Dec 09, 2025
- Security is emerging as a decisive competitive factor across the Americas as ICAO standards tighten, CT screening and automated detection become mainstream, and cyber integrity gains equal importance to physical screening.
- The US is driving the pace with expanded CT adoption and a risk-based, multi-layered model, Canada is modernising steadily to align with US expectations, while Latin America shows strong potential but uneven capability, with major hubs investing and smaller airports constrained by legacy systems.
- The critical frontier is digital chain-of-custody: operators that integrate secure data flows with advanced screening will move freight faster and attract high-value e-commerce and pharma cargo, while those that lag risk congestion, compliance penalties, and loss of market share.
Airfreight has never been short on big themes—green fuels, automation, cross-border e-commerce—but as we look ahead to 2026, one issue is quietly creeping into the spotlight: security. Not so much the procedural kind, but a rapidly evolving mix of regulation, technology, and digital integrity that will define which airports and handlers gain a competitive edge across the Americas.
Globally, regulators are tightening standards, the Civil Aviation Organization (ICAO) guidance is getting sharper, and cyber threats are now treated with the same seriousness as physical screening. Yet the Americas tell a nuanced story — the US is accelerating fast, Canada is modernising deliberately, and Latin America sits at a crossroads between high-potential hubs and legacy bottlenecks.
A global shift, with Americas-specific stakes
Screening technologies are maturing quickly. CT scanners, multi-view X-ray, automated detection software, and stronger digital chain-of-custody rules are becoming the industry norm. ICAO’s security manual now emphasises integrated risk management, interoperability, and cyber-resilience.
But the Americas are entering this transition unevenly. The region’s biggest hubs are investing and upgrading, while risk-averse or airports with smaller budgets could get left behind.
The United States sets the pace
The US Transportation Security Administration (TSA) remains the heavyweight shaping security expectations across the hemisphere. TSA mandates that all cargo carried on passenger aircraft must be screened to passenger-equivalent standards, and its Certified Cargo Screening Program (CCSP) extends secure screening beyond the airport perimeter. (TSA)

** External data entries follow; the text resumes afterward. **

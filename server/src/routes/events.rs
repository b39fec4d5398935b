//! Server-Sent Events (SSE) endpoint.
//!
//! `GET /api/events` — push-based event stream for dashboards, monitoring, and
//! webhooks. Subscribes to the same `session_events` broadcast channel that WS
//! clients use, so all session lifecycle, activity, and AI status events flow
//! through.
//!
//! Not proxied through the tunnel relay (SSE is a long-lived streaming response
//! incompatible with the REST-over-WS relay pattern).

use axum::extract::State;
use axum::http::StatusCode;
use axum::response::sse::{Event, KeepAlive, Sse};
use axum::response::IntoResponse;
use futures::stream::Stream;
use std::convert::Infallible;
use std::sync::atomic::Ordering;

use crate::AppState;

/// Maximum concurrent SSE connections before rejecting with 429.
const MAX_SSE_CONNECTIONS: u32 = 64;

/// `GET /api/events` — SSE event stream.
pub async fn event_stream(State(state): State<AppState>) -> impl IntoResponse {
    let current = state.sse_connections.load(Ordering::Relaxed);
    if current >= MAX_SSE_CONNECTIONS {
        return Err((StatusCode::TOO_MANY_REQUESTS, "Too many SSE connections"));
    }
    state.sse_connections.fetch_add(1, Ordering::Relaxed);

    let rx = state.session_events.subscribe();
    let counter = state.sse_connections.clone();

    let stream = futures::stream::unfold((rx, counter), |(mut rx, counter)| async move {
        match rx.recv().await {
            Ok(value) => {
                let event_type = value["type"].as_str().unwrap_or("message").to_string();
                let data = serde_json::to_string(&value).unwrap_or_default();
                let event = Event::default().event(event_type).data(data);
                Some((Ok(event), (rx, counter)))
            }
            Err(tokio::sync::broadcast::error::RecvError::Lagged(n)) => {
                // Notify the client they missed events
                let event = Event::default()
                    .event("error")
                    .data(format!(r#"{{"code":"LAGGED","missed":{n}}}"#));
                Some((Ok(event), (rx, counter)))
            }
            Err(tokio::sync::broadcast::error::RecvError::Closed) => {
                counter.fetch_sub(1, Ordering::Relaxed);
                None
            }
        }
    });

    // Wrap stream to decrement counter when the SSE stream is dropped
    let counter_for_drop = state.sse_connections.clone();
    let stream = DropCounterStream {
        inner: Box::pin(stream),
        counter: counter_for_drop,
        decremented: false,
    };

    Ok(Sse::new(stream)
        .keep_alive(KeepAlive::default().interval(std::time::Duration::from_secs(15))))
}

/// Wrapper that decrements the SSE connection counter when the stream is dropped.
struct DropCounterStream<S> {
    inner: std::pin::Pin<Box<S>>,
    counter: std::sync::Arc<std::sync::atomic::AtomicU32>,
    decremented: bool,
}

impl<S: Stream<Item = Result<Event, Infallible>>> Stream for DropCounterStream<S> {
    type Item = Result<Event, Infallible>;

    fn poll_next(
        mut self: std::pin::Pin<&mut Self>,
        cx: &mut std::task::Context<'_>,
    ) -> std::task::Poll<Option<Self::Item>> {
        let result = self.inner.as_mut().poll_next(cx);
        if let std::task::Poll::Ready(None) = &result {
            if !self.decremented {
                self.counter.fetch_sub(1, Ordering::Relaxed);
                self.decremented = true;
            }
        }
        result
    }
}

impl<S> Drop for DropCounterStream<S> {
    fn drop(&mut self) {
        if !self.decremented {
            self.counter.fetch_sub(1, Ordering::Relaxed);
            self.decremented = true;
        }
    }
}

“The way the Department of Homeland Security fashions the air cargo security process in the US is what they call a risk-based, multi-layered approach,” says Brandon Fried, executive director of the Airforwarders Association. “Now that we’re screening freight 100 percent, who cares who the shipper is? As long as we know what’s in that box, it’s not going to hurt anyone.”
What’s different heading into 2026 is how that screening will be enforced. TSA is pushing for wider adoption of CT scanners to improve 3D visibility and cut false alarms. However, US oversight bodies have noted that some early field tests lacked the necessary data, recommending stronger evaluation before nationwide deployment.
Layered on top is the cyber dimension. DHS has warned that cargo security now hinges on protecting the data flows that manage manifests and chain-of-custody. A physically screened pallet is meaningless if its digital trail is compromised.
For US cargo operators, and the Latin American and Canadian gateways that serve them, compliance is evolving from a baseline requirement to a competitive advantage.
Canada: a quiet moderniser
Canada is taking a more understated path. The Canadian Air Transport Security Authority (CATSA) has begun a national rollout of CT technology at major airports, signalling a major refresh of its screening infrastructure.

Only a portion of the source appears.